EU Pay Transparency in Czechia: The 18-Month Implementation Delay

If you have read three "Czech expat news" articles in the past year, you have probably been told that the EU Pay Transparency Directive applies in Czechia from June 7, 2026. That is technically the EU deadline for member states to transpose the directive into national law. It is also the date Czechia is going to miss by approximately eighteen months.

This piece walks through what was supposed to happen, what is actually happening, and what changes for you as an expat at each stage. The short version: the legal architecture you keep reading about is mostly real but mostly delayed. If you are job-hunting or negotiating a salary in 2026 or early 2027, the rules in force today are still mostly the old ones.

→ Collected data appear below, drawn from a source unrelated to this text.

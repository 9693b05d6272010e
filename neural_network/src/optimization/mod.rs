mod adam;
mod gradient_descent;
mod kind;
mod optimizer;
mod param_change;

pub use adam::Adam;
pub use gradient_descent::GradientDescent;
pub use kind::OptimizerKind;
pub use optimizer::Optimizer;
pub use param_change::{Moments, ParamChange};
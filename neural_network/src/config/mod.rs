mod layout;
mod training;

pub use layout::LayoutSpec;
pub use training::{OptimizerSpec, TrainConfig};
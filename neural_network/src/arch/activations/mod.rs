mod act_fn;

pub use act_fn::ActFn;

Timeline of what is actually happening

May 2023
EU Pay Transparency Directive enters force
Directive (EU) 2023/970 is published with a 7 June 2026 deadline for member states to transpose it into national law. The directive aims to enforce equal pay for equal work and ban pay secrecy clauses, with mandatory pay-gap reporting for larger employers.
June 1, 2025
Pay secrecy clauses banned in Czechia
A "flexible amendment" to the Czech Labour Code, effective June 1, 2025, prohibits contractual clauses that prevent employees from discussing their pay with colleagues. This is the only piece of the directive that took effect on time. If you signed an employment contract before this date with a salary-confidentiality clause, that clause is now legally unenforceable.
March 26, 2026
Czech draft transposition published
The Czech Ministry of Labour and Social Affairs releases the draft Labour Code amendment for public consultation. The draft is described officially as "minimalist transposition," meaning it implements the directive's bare minimum requirements without adding stricter Czech-specific rules.
June 7, 2026 (DEADLINE MISSED)
Czechia misses EU transposition deadline
The legal deadline for full implementation. Czechia confirms it will not meet this deadline. The official explanation cites complexity and stakeholder consultation needs. Other EU member states like France, Ireland, and the Netherlands also miss the deadline, so Czechia is not alone.
January 1, 2027
First Czech provisions take effect
Some elements of the directive begin to apply in Czechia, roughly six months late. The exact list depends on the final form of the legislation, but procedural elements (worker rights to pay information, ban on asking about salary history during interviews) are expected to be in this first wave.
January 1, 2028
Bulk of obligations take effect
Most substantive obligations take effect, including the requirement for employers to disclose minimum pay (or pay range) before contract negotiations begin, the obligation to maintain a formal documented remuneration system based on objective gender-neutral criteria, and the joint pay assessment process for gaps over 5 percent.
June 2028 onwards
First mandatory pay-gap reporting in Czechia
Under the Czech draft, employers with 250 or more employees report annually starting in 2028, using 2027 calendar-year data. Employers with 150 to 249 employees report on a three-year cycle from 2028. Smaller employers (100 to 149 employees) only enter the reporting regime in 2031, on a three-year cycle. Czech reporting therefore lags the directive's own June 2027 first-report deadline by approximately one full reporting cycle.
January 1, 2031
Smallest in-scope employers begin reporting
Employers with 100-149 employees enter the reporting regime, completing the directive's full implementation in Czechia approximately 4.5 years late. Employers with fewer than 100 employees are not subject to mandatory reporting under the directive.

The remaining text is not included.